OK, so if you’ve worked out how many tomatoes you need, the next step is taking care of them. Tomato care is easy, but high maintenance. From intuitive watering methods to planting location, ventilation, and pruning, you can’t really go wrong as long as you follow some simple rules:

  • Tomatoes are thirsty plants but don’t like to sit in damp conditions. Water them heavily (until water runs out of the base of a container, or the soil is saturated), and then let the top layer of soil dry out before watering again. In most conditions, this is twice a week, but in full southern sun, it can be daily. 
  • Prune cordon tomatoes to a set height, and leave bush tomatoes to do their thing. For both types, prune anything within 4-6” of the soil to prevent damp leaves from watering.
  • Remove any damaged, dead, or diseased foliage whenever you spot it. Black spots or brown spots can be signs of blight. Prune with clean secateurs, and clean them with detergent between each plan to prevent reinfection.
  • Ensure good ventilation around each plant. This means planting tomatoes at least 2ft apart, or 1ft apart in grow bags, with 1ft of space around each bag to allow air circulation.
  • Start feeding tomatoes when the flowers appear, not before. Then feed them once or twice a week with a concentrated liquid feed mixed into their water.
  • Support your tomatoes, no matter the type. Even bush tomatoes benefit from a  central bamboo to stop them from bending under the weight of their fruit.
  • Use companion planting, like basil, calendula, marigolds, and nasturtiums to prevent aphids and blackfly. Basil is particularly effective and can be grown in the same pot without harming your tomatoes.
  • Never wet their leaves. Rain is ok, but excessive moisture on tomato foliage causes blight and other fungal problems. 
  • Make sure they can be pollinated. For greenhouse tomatoes, keep the doors open during the day to let bees in, and close them at night to keep a steady temperature. Tomatoes can only be naturally pollinated by bees as the unique vibrations release their pollen.

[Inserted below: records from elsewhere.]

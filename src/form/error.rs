//! Conversion errors and their HTTP mapping.

use std::io;

use axum::{
    http::StatusCode,
    response::{IntoResponse, Response},
};

/// Client-attributable failures while decoding a form body.
#[derive(Debug, thiserror::Error)]
pub enum ParseError {
    #[error("missing or unreadable Content-Type header")]
    MissingContentType,

    #[error("multipart: {0}")]
    Multipart(#[from] multer::Error),

    #[error("urlencoded: {0}")]
    UrlEncoded(#[from] serde_urlencoded::de::Error),

    #[error("failed to read request body: {0}")]
    Body(#[from] axum::Error),

    #[error("form body too large (limit {limit} bytes)")]
    TooLarge { limit: usize },
}

/// Everything that can abort a conversion.
#[derive(Debug, thiserror::Error)]
pub enum ConvertError {
    #[error("malformed form body: {0}")]
    Parse(#[from] ParseError),

    #[error("failed to spill uploaded file to temporary storage: {0}")]
    Spill(#[source] io::Error),

    #[error("failed to encode file `{file_name}` of field `{field}`: {source}")]
    Encode {
        field: String,
        file_name: String,
        #[source]
        source: io::Error,
    },

    #[error("failed to serialize converted form: {0}")]
    Serialize(#[from] serde_json::Error),

    #[error("failed to remove temporary form files: {0}")]
    Cleanup(#[source] io::Error),
}

impl ConvertError {
    /// HTTP status reported for this failure.
    pub fn status(&self) -> StatusCode {
        match self {
            ConvertError::Parse(_) => StatusCode::BAD_REQUEST,
            ConvertError::Spill(_)
            | ConvertError::Encode { .. }
            | ConvertError::Serialize(_)
            | ConvertError::Cleanup(_) => StatusCode::INTERNAL_SERVER_ERROR,
        }
    }

    /// Short label used for metrics and logs.
    pub fn label(&self) -> &'static str {
        match self {
            ConvertError::Parse(_) => "parse",
            ConvertError::Spill(_) => "spill",
            ConvertError::Encode { .. } => "encode",
            ConvertError::Serialize(_) => "serialize",
            ConvertError::Cleanup(_) => "cleanup",
        }
    }

    pub fn is_client_error(&self) -> bool {
        self.status().is_client_error()
    }
}

impl IntoResponse for ConvertError {
    fn into_response(self) -> Response {
        let status = self.status();
        if self.is_client_error() {
            (status, self.to_string()).into_response()
        } else {
            // internal causes stay in the logs
            let reason = status.canonical_reason().unwrap_or("Internal Server Error");
            (status, reason).into_response()
        }
    }
}

#[cfg(test)]
mod tests {
    use super::*;

    #[test]
    fn test_status_mapping() {
        let parse = ConvertError::Parse(ParseError::TooLarge { limit: 10 });
        assert_eq!(parse.status(), StatusCode::BAD_REQUEST);
        assert!(parse.is_client_error());

        let encode = ConvertError::Encode {
            field: "avatar".into(),
            file_name: "a.png".into(),
            source: io::Error::new(io::ErrorKind::UnexpectedEof, "short read"),
        };
        assert_eq!(encode.status(), StatusCode::INTERNAL_SERVER_ERROR);

        let cleanup = ConvertError::Cleanup(io::Error::new(io::ErrorKind::PermissionDenied, "denied"));
        assert_eq!(cleanup.status(), StatusCode::INTERNAL_SERVER_ERROR);
        assert_eq!(cleanup.label(), "cleanup");

        let spill = ConvertError::Spill(io::Error::new(io::ErrorKind::Other, "disk full"));
        assert_eq!(spill.status(), StatusCode::INTERNAL_SERVER_ERROR);
    }

    #[test]
    fn test_cause_is_carried() {
        let err = ConvertError::Parse(ParseError::Multipart(multer::Error::IncompleteStream));
        assert!(err.to_string().contains("multipart"));

        let err = ConvertError::Cleanup(io::Error::new(io::ErrorKind::Other, "busy"));
        let source = std::error::Error::source(&err).expect("cause attached");
        assert_eq!(source.to_string(), "busy");
    }

    #[test]
    fn test_response_status() {
        let response = ConvertError::Parse(ParseError::MissingContentType).into_response();
        assert_eq!(response.status(), StatusCode::BAD_REQUEST);

        let response = ConvertError::Cleanup(io::Error::new(io::ErrorKind::Other, "x")).into_response();
        assert_eq!(response.status(), StatusCode::INTERNAL_SERVER_ERROR);
    }
}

If you stick to these rules, you’ll have loads of fresh, juicy tomatoes ready to harvest by mid-summer or early summer in the south. All it takes is an hour or so a week to take care of your plants, and they will reward you with more than enough tomatoes for one person to last through summer and fall.

Tomatoes might be needy plants, but anyone can grow them. Planning yields is surprisingly simple though, as most tomatoes produce between 20 and 30 LBs of fruit per year. The difference comes in the size, regularity, and length of the harvest. 

Our basic advice is that one grow bag (or three tomato plants) is enough for one person per year, but doubling that will give you a high enough yield for preserves, chutneys, and frozen sauces to last right through winter.